[Dataset entries]
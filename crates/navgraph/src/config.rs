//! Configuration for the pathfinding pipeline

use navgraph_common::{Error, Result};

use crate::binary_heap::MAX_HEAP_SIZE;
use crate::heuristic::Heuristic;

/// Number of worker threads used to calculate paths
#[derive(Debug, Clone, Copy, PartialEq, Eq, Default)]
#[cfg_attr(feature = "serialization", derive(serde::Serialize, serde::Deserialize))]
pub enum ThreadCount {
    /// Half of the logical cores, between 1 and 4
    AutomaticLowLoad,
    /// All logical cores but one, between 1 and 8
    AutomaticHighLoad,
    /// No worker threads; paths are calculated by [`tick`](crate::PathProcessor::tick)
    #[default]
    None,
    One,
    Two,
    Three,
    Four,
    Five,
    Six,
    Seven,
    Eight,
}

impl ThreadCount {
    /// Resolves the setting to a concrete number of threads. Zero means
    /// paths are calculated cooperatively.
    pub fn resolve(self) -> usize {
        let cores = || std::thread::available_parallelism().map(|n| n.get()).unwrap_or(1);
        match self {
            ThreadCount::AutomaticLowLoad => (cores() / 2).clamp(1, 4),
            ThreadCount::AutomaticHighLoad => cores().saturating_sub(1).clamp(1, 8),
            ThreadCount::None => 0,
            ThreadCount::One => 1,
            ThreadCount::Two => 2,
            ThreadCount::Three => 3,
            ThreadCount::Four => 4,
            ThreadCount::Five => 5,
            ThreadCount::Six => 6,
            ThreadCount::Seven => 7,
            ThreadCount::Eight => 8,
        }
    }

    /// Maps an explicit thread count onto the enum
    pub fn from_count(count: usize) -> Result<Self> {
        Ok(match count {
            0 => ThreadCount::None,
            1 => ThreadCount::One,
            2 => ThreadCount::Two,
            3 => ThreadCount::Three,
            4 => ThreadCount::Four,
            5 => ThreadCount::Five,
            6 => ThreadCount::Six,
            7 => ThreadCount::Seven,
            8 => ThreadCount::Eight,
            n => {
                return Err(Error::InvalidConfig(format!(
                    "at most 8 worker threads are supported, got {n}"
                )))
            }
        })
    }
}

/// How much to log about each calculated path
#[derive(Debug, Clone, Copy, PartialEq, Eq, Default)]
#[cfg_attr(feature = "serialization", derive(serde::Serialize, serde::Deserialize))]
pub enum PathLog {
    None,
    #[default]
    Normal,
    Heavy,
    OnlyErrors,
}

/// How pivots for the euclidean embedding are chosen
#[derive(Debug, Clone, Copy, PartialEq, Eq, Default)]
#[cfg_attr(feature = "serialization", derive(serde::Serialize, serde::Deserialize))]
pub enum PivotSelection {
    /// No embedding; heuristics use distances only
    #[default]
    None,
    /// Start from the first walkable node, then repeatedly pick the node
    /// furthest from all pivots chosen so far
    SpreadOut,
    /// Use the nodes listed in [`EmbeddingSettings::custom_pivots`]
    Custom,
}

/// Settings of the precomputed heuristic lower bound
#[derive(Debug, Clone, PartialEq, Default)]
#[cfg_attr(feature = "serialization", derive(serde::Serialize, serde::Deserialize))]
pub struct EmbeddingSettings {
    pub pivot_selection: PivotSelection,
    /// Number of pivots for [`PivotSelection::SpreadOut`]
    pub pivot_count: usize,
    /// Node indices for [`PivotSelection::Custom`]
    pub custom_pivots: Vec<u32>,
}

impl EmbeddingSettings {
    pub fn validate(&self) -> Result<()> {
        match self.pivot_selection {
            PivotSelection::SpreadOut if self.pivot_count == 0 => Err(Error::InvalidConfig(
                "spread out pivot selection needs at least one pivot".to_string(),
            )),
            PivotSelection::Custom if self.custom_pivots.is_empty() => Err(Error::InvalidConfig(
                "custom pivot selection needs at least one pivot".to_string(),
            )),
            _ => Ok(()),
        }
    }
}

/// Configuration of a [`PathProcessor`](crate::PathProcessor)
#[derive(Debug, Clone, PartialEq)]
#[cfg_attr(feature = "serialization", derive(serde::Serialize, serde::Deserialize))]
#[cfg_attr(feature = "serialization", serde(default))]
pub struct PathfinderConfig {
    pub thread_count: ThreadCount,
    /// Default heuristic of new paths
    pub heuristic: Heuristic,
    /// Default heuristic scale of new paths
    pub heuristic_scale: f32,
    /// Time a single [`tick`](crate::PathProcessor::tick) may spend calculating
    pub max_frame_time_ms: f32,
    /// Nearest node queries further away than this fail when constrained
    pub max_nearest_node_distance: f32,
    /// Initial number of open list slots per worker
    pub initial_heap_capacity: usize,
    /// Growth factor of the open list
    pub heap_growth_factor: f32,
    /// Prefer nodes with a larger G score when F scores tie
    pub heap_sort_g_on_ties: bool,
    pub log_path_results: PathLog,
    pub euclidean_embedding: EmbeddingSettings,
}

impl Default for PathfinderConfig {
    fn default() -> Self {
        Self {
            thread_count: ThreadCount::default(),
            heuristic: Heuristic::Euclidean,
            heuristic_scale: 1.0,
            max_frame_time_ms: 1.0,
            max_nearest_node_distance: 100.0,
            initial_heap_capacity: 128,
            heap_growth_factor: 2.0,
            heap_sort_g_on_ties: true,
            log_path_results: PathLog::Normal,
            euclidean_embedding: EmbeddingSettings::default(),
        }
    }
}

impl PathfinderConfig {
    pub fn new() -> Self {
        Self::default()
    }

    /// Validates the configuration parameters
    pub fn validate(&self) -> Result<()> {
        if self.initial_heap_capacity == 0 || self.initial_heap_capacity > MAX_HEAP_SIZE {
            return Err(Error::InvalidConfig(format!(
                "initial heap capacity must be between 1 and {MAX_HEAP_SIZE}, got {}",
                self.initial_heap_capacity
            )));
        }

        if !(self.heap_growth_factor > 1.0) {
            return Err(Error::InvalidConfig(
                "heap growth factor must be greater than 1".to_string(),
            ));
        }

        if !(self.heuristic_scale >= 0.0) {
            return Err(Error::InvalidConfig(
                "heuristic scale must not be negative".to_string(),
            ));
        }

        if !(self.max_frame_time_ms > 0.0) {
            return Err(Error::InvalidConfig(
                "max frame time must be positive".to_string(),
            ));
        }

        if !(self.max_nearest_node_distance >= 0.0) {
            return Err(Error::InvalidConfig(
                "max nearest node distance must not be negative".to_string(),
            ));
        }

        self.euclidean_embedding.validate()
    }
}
--
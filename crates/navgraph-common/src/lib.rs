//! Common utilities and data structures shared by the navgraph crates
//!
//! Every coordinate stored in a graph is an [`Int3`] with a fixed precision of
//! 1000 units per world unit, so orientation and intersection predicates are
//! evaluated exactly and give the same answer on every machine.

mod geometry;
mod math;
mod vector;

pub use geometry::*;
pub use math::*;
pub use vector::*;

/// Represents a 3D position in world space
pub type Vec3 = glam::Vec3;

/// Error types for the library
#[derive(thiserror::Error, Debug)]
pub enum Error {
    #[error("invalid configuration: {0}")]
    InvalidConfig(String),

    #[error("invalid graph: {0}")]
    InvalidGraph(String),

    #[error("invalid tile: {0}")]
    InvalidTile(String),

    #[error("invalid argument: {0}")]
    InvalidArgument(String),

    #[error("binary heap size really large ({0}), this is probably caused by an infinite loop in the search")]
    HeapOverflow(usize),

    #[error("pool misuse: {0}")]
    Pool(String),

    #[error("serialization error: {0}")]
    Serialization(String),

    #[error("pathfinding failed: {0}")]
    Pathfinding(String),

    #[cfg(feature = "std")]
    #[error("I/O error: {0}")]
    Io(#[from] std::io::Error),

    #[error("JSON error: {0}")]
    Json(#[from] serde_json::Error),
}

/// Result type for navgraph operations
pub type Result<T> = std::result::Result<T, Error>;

◆ Exercise requirements
If a line in the entries above contains the word "Normal", copy it.

◆ Exercise answer
    Normal,
            log_path_results: PathLog::Normal,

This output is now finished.